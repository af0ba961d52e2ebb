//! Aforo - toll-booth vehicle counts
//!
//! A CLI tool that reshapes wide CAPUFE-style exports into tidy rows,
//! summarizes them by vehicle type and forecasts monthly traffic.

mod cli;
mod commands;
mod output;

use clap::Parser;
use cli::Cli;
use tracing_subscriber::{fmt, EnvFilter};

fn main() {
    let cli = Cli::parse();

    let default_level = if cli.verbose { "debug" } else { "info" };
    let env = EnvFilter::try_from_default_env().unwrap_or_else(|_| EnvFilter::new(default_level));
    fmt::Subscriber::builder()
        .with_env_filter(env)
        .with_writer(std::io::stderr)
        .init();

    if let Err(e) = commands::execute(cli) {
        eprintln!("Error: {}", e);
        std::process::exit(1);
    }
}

━━━

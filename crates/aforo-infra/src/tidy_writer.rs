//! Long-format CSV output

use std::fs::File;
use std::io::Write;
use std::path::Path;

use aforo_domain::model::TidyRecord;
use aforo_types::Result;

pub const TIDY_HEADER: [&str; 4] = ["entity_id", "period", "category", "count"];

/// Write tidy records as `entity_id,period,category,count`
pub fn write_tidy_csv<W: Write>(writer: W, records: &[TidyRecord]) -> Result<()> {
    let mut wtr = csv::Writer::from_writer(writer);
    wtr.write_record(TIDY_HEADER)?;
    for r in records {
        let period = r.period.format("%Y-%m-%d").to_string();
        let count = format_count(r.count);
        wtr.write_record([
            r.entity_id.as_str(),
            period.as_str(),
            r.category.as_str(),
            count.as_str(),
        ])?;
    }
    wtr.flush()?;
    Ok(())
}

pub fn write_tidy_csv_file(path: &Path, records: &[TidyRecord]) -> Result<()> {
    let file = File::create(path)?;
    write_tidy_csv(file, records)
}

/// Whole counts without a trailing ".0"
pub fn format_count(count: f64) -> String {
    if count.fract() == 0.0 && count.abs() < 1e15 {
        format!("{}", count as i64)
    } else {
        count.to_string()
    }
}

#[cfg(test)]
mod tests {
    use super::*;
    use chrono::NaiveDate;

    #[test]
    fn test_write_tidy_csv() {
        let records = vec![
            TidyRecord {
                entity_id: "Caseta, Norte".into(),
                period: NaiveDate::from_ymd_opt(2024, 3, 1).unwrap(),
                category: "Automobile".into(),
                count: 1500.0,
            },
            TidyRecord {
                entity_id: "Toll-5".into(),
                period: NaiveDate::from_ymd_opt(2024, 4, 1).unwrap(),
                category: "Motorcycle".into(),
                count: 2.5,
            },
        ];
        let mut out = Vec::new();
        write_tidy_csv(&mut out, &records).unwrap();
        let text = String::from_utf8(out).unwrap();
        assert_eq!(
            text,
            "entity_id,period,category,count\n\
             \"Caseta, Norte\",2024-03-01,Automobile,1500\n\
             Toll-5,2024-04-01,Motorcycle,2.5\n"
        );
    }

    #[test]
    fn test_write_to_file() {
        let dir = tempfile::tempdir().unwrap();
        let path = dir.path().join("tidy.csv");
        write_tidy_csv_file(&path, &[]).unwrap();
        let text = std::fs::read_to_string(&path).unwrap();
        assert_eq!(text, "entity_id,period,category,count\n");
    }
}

━━━

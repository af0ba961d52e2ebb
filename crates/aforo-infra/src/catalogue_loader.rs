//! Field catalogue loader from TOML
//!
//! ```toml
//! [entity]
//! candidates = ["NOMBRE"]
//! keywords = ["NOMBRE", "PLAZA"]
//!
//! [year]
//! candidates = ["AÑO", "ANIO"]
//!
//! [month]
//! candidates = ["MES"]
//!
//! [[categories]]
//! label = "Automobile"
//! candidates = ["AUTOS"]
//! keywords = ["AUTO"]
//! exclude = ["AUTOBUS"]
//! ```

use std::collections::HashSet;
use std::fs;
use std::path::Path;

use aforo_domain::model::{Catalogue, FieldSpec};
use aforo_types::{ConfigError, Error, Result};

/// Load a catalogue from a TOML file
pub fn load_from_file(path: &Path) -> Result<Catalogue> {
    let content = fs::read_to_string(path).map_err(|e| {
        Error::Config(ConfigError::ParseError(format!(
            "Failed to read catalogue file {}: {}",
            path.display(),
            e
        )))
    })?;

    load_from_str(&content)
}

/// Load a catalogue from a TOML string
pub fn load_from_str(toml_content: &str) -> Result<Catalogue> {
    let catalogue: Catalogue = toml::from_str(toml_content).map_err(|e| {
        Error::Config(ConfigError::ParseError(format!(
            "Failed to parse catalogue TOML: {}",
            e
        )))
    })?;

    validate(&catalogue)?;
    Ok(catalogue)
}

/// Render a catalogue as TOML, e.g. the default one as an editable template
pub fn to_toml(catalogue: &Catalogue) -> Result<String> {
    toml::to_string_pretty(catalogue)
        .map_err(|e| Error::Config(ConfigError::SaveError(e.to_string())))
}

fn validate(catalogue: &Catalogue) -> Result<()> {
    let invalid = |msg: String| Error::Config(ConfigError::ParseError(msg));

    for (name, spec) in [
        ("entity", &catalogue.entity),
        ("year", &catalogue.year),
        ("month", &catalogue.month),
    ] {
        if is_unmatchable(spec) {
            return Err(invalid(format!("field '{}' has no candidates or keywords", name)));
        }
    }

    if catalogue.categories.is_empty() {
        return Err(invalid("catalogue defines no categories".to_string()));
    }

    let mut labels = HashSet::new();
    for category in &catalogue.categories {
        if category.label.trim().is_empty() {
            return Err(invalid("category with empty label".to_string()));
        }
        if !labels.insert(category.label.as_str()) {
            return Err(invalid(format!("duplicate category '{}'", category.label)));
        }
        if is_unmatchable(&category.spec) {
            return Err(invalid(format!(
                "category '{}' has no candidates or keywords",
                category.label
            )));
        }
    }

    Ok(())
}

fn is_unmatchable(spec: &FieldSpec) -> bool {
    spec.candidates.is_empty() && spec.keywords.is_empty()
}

━━━

Go through the listing above and copy each line in which the string "into" is found.

ANSWER TO THIS EXERCISE
//! A CLI tool that reshapes wide CAPUFE-style exports into tidy rows,
                entity_id: "Caseta, Norte".into(),
                category: "Automobile".into(),
                entity_id: "Toll-5".into(),
                category: "Motorcycle".into(),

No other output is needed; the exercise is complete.